Task requirements
Find how many lines in this data contain the string "DataValue". Respond with only that number.

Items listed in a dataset

//! In-process node store.
//!
//! Nodes live in a map keyed by id; references are kept as a flat list of
//! forward edges and inverse browses filter on the target side.

use super::types::ns0;
use super::{
    AccessLevel, AddressSpace, BrowseDirection, DataSource, DataValue, ExpandedNodeId,
    LocalizedText, NodeId, NodePlacement, NumericRange, ObjectAttributes, QualifiedName,
    Reference, StatusCode, VariableAttributes, WriteMask,
};
use std::collections::HashMap;
use std::sync::Arc;

/// Namespace used for ids the store assigns itself.
const ASSIGNED_NAMESPACE: u16 = 1;

/// Node class as seen by a browsing client.
#[derive(Debug, Clone, Copy, PartialEq, Eq)]
pub enum NodeClass {
    Object,
    Variable,
}

/// Metadata of a variable node.
#[derive(Debug, Clone, PartialEq)]
pub struct VariableInfo {
    pub data_type: NodeId,
    pub value_rank: i32,
    pub access_level: AccessLevel,
    pub write_mask: WriteMask,
    pub has_data_source: bool,
}

enum ValueSource {
    Stored(DataValue),
    Callback(Arc<dyn DataSource>),
}

struct VariableNode {
    data_type: NodeId,
    value_rank: i32,
    access_level: AccessLevel,
    write_mask: WriteMask,
    value: ValueSource,
}

enum NodeBody {
    Object { type_definition: NodeId },
    Variable(VariableNode),
}

struct Node {
    browse_name: QualifiedName,
    display_name: LocalizedText,
    description: LocalizedText,
    body: NodeBody,
}

/// Address space held entirely in memory.
pub struct MemoryAddressSpace {
    nodes: HashMap<NodeId, Node>,
    references: Vec<Reference>,
    next_assigned_id: u32,
}

impl MemoryAddressSpace {
    /// Create a store containing only the Objects folder.
    pub fn new() -> Self {
        let mut nodes = HashMap::new();
        nodes.insert(
            NodeId::objects_folder(),
            Node {
                browse_name: QualifiedName::new(0, "Objects"),
                display_name: LocalizedText::en_us("Objects"),
                description: LocalizedText::default(),
                body: NodeBody::Object {
                    type_definition: NodeId::folder_type(),
                },
            },
        );
        Self {
            nodes,
            references: Vec::new(),
            next_assigned_id: 1,
        }
    }

    pub fn node_count(&self) -> usize {
        self.nodes.len()
    }

    pub fn node_class(&self, node_id: &NodeId) -> Option<NodeClass> {
        self.nodes.get(node_id).map(|node| match node.body {
            NodeBody::Object { .. } => NodeClass::Object,
            NodeBody::Variable(_) => NodeClass::Variable,
        })
    }

    pub fn browse_name(&self, node_id: &NodeId) -> Option<&QualifiedName> {
        self.nodes.get(node_id).map(|node| &node.browse_name)
    }

    pub fn description(&self, node_id: &NodeId) -> Option<&LocalizedText> {
        self.nodes.get(node_id).map(|node| &node.description)
    }

    pub fn type_definition(&self, node_id: &NodeId) -> Option<&NodeId> {
        match &self.nodes.get(node_id)?.body {
            NodeBody::Object { type_definition } => Some(type_definition),
            NodeBody::Variable(_) => None,
        }
    }

    pub fn variable_info(&self, node_id: &NodeId) -> Option<VariableInfo> {
        match &self.nodes.get(node_id)?.body {
            NodeBody::Variable(variable) => Some(VariableInfo {
                data_type: variable.data_type.clone(),
                value_rank: variable.value_rank,
                access_level: variable.access_level,
                write_mask: variable.write_mask,
                has_data_source: matches!(variable.value, ValueSource::Callback(_)),
            }),
            NodeBody::Object { .. } => None,
        }
    }

    /// Ids of the nodes `node_id` organizes, in insertion order.
    pub fn organized_children(&self, node_id: &NodeId) -> Vec<NodeId> {
        let organizes = NodeId::organizes();
        self.references
            .iter()
            .filter(|r| &r.source == node_id && r.reference_type == organizes)
            .map(|r| r.target.clone())
            .collect()
    }

    fn assign_id(&mut self) -> NodeId {
        loop {
            let candidate = NodeId::numeric(ASSIGNED_NAMESPACE, self.next_assigned_id);
            self.next_assigned_id += 1;
            if !self.nodes.contains_key(&candidate) {
                return candidate;
            }
        }
    }

    fn insert_node(
        &mut self,
        placement: NodePlacement,
        body: NodeBody,
        display_name: LocalizedText,
        description: LocalizedText,
    ) -> Result<NodeId, StatusCode> {
        if !self.nodes.contains_key(&placement.parent) {
            return Err(StatusCode::BAD_PARENT_NODE_ID_INVALID);
        }
        let node_id = if placement.requested_id.is_null() {
            self.assign_id()
        } else if self.nodes.contains_key(&placement.requested_id) {
            return Err(StatusCode::BAD_NODE_ID_EXISTS);
        } else {
            placement.requested_id
        };

        self.nodes.insert(
            node_id.clone(),
            Node {
                browse_name: placement.browse_name,
                display_name,
                description,
                body,
            },
        );
        self.references.push(Reference {
            source: placement.parent,
            reference_type: placement.reference_type,
            target: node_id.clone(),
        });
        Ok(node_id)
    }

    fn add_variable(
        &mut self,
        placement: NodePlacement,
        attributes: VariableAttributes,
        value: ValueSource,
    ) -> Result<NodeId, StatusCode> {
        if let ValueSource::Stored(stored) = &value {
            check_type(&attributes.data_type, stored)?;
        }
        let body = NodeBody::Variable(VariableNode {
            data_type: attributes.data_type,
            value_rank: attributes.value_rank,
            access_level: attributes.access_level,
            write_mask: attributes.write_mask,
            value,
        });
        self.insert_node(placement, body, attributes.display_name, attributes.description)
    }
}

impl Default for MemoryAddressSpace {
    fn default() -> Self {
        Self::new()
    }
}

fn check_type(data_type: &NodeId, value: &DataValue) -> Result<(), StatusCode> {
    match &value.value {
        Some(variant)
            if *data_type != NodeId::numeric(0, ns0::BASE_DATA_TYPE)
                && variant.builtin_type().data_type_id() != *data_type =>
        {
            Err(StatusCode::BAD_TYPE_MISMATCH)
        }
        _ => Ok(()),
    }
}

impl AddressSpace for MemoryAddressSpace {
    fn add_variable_node(
        &mut self,
        placement: NodePlacement,
        mut attributes: VariableAttributes,
    ) -> Result<NodeId, StatusCode> {
        let stored = match attributes.value.take() {
            Some(value) => DataValue::from_value(value),
            None => DataValue::default(),
        };
        self.add_variable(placement, attributes, ValueSource::Stored(stored))
    }

    fn add_data_source_variable_node(
        &mut self,
        placement: NodePlacement,
        attributes: VariableAttributes,
        source: Arc<dyn DataSource>,
    ) -> Result<NodeId, StatusCode> {
        self.add_variable(placement, attributes, ValueSource::Callback(source))
    }

    fn add_object_node(
        &mut self,
        placement: NodePlacement,
        type_definition: NodeId,
        attributes: ObjectAttributes,
    ) -> Result<NodeId, StatusCode> {
        self.insert_node(
            placement,
            NodeBody::Object { type_definition },
            attributes.display_name,
            attributes.description,
        )
    }

    fn add_reference(
        &mut self,
        source: &NodeId,
        reference_type: &NodeId,
        target: &ExpandedNodeId,
        is_forward: bool,
    ) -> Result<(), StatusCode> {
        if !self.nodes.contains_key(source) {
            return Err(StatusCode::BAD_SOURCE_NODE_ID_INVALID);
        }
        let target = target
            .local()
            .filter(|target| self.nodes.contains_key(*target))
            .ok_or(StatusCode::BAD_TARGET_NODE_ID_INVALID)?;

        let (from, to) = if is_forward {
            (source, target)
        } else {
            (target, source)
        };
        let reference = Reference {
            source: from.clone(),
            reference_type: reference_type.clone(),
            target: to.clone(),
        };
        if self.references.contains(&reference) {
            return Err(StatusCode::BAD_DUPLICATE_REFERENCE_NOT_ALLOWED);
        }
        self.references.push(reference);
        Ok(())
    }

    fn write_value(&mut self, node_id: &NodeId, value: DataValue) -> Result<(), StatusCode> {
        let node = self
            .nodes
            .get_mut(node_id)
            .ok_or(StatusCode::BAD_NODE_ID_UNKNOWN)?;
        let NodeBody::Variable(variable) = &mut node.body else {
            return Err(StatusCode::BAD_ATTRIBUTE_ID_INVALID);
        };
        check_type(&variable.data_type, &value)?;
        match &mut variable.value {
            ValueSource::Stored(stored) => {
                *stored = value;
                Ok(())
            }
            ValueSource::Callback(source) => source.write(node_id, &value),
        }
    }

    fn write_display_name(
        &mut self,
        node_id: &NodeId,
        display_name: LocalizedText,
    ) -> Result<(), StatusCode> {
        let node = self
            .nodes
            .get_mut(node_id)
            .ok_or(StatusCode::BAD_NODE_ID_UNKNOWN)?;
        node.display_name = display_name;
        Ok(())
    }

    fn read_value(
        &self,
        node_id: &NodeId,
        source_timestamp: bool,
        range: Option<&NumericRange>,
    ) -> Result<DataValue, StatusCode> {
        let node = self
            .nodes
            .get(node_id)
            .ok_or(StatusCode::BAD_NODE_ID_UNKNOWN)?;
        let NodeBody::Variable(variable) = &node.body else {
            return Err(StatusCode::BAD_ATTRIBUTE_ID_INVALID);
        };
        match &variable.value {
            // Stored values are scalars; no index range applies.
            ValueSource::Stored(_) if range.is_some() => {
                Ok(DataValue::from_status(StatusCode::BAD_INDEX_RANGE_INVALID))
            }
            ValueSource::Stored(stored) => {
                let mut value = stored.clone();
                if !source_timestamp {
                    value.source_timestamp = None;
                }
                Ok(value)
            }
            ValueSource::Callback(source) => source.read(node_id, source_timestamp, range),
        }
    }

    fn read_display_name(&self, node_id: &NodeId) -> Result<LocalizedText, StatusCode> {
        self.nodes
            .get(node_id)
            .map(|node| node.display_name.clone())
            .ok_or(StatusCode::BAD_NODE_ID_UNKNOWN)
    }

    fn browse(
        &self,
        node_id: &NodeId,
        direction: BrowseDirection,
    ) -> Result<Vec<Reference>, StatusCode> {
        if !self.nodes.contains_key(node_id) {
            return Err(StatusCode::BAD_NODE_ID_UNKNOWN);
        }
        Ok(self
            .references
            .iter()
            .filter(|r| match direction {
                BrowseDirection::Forward => &r.source == node_id,
                BrowseDirection::Inverse => &r.target == node_id,
            })
            .cloned()
            .collect())
    }
}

The answer
8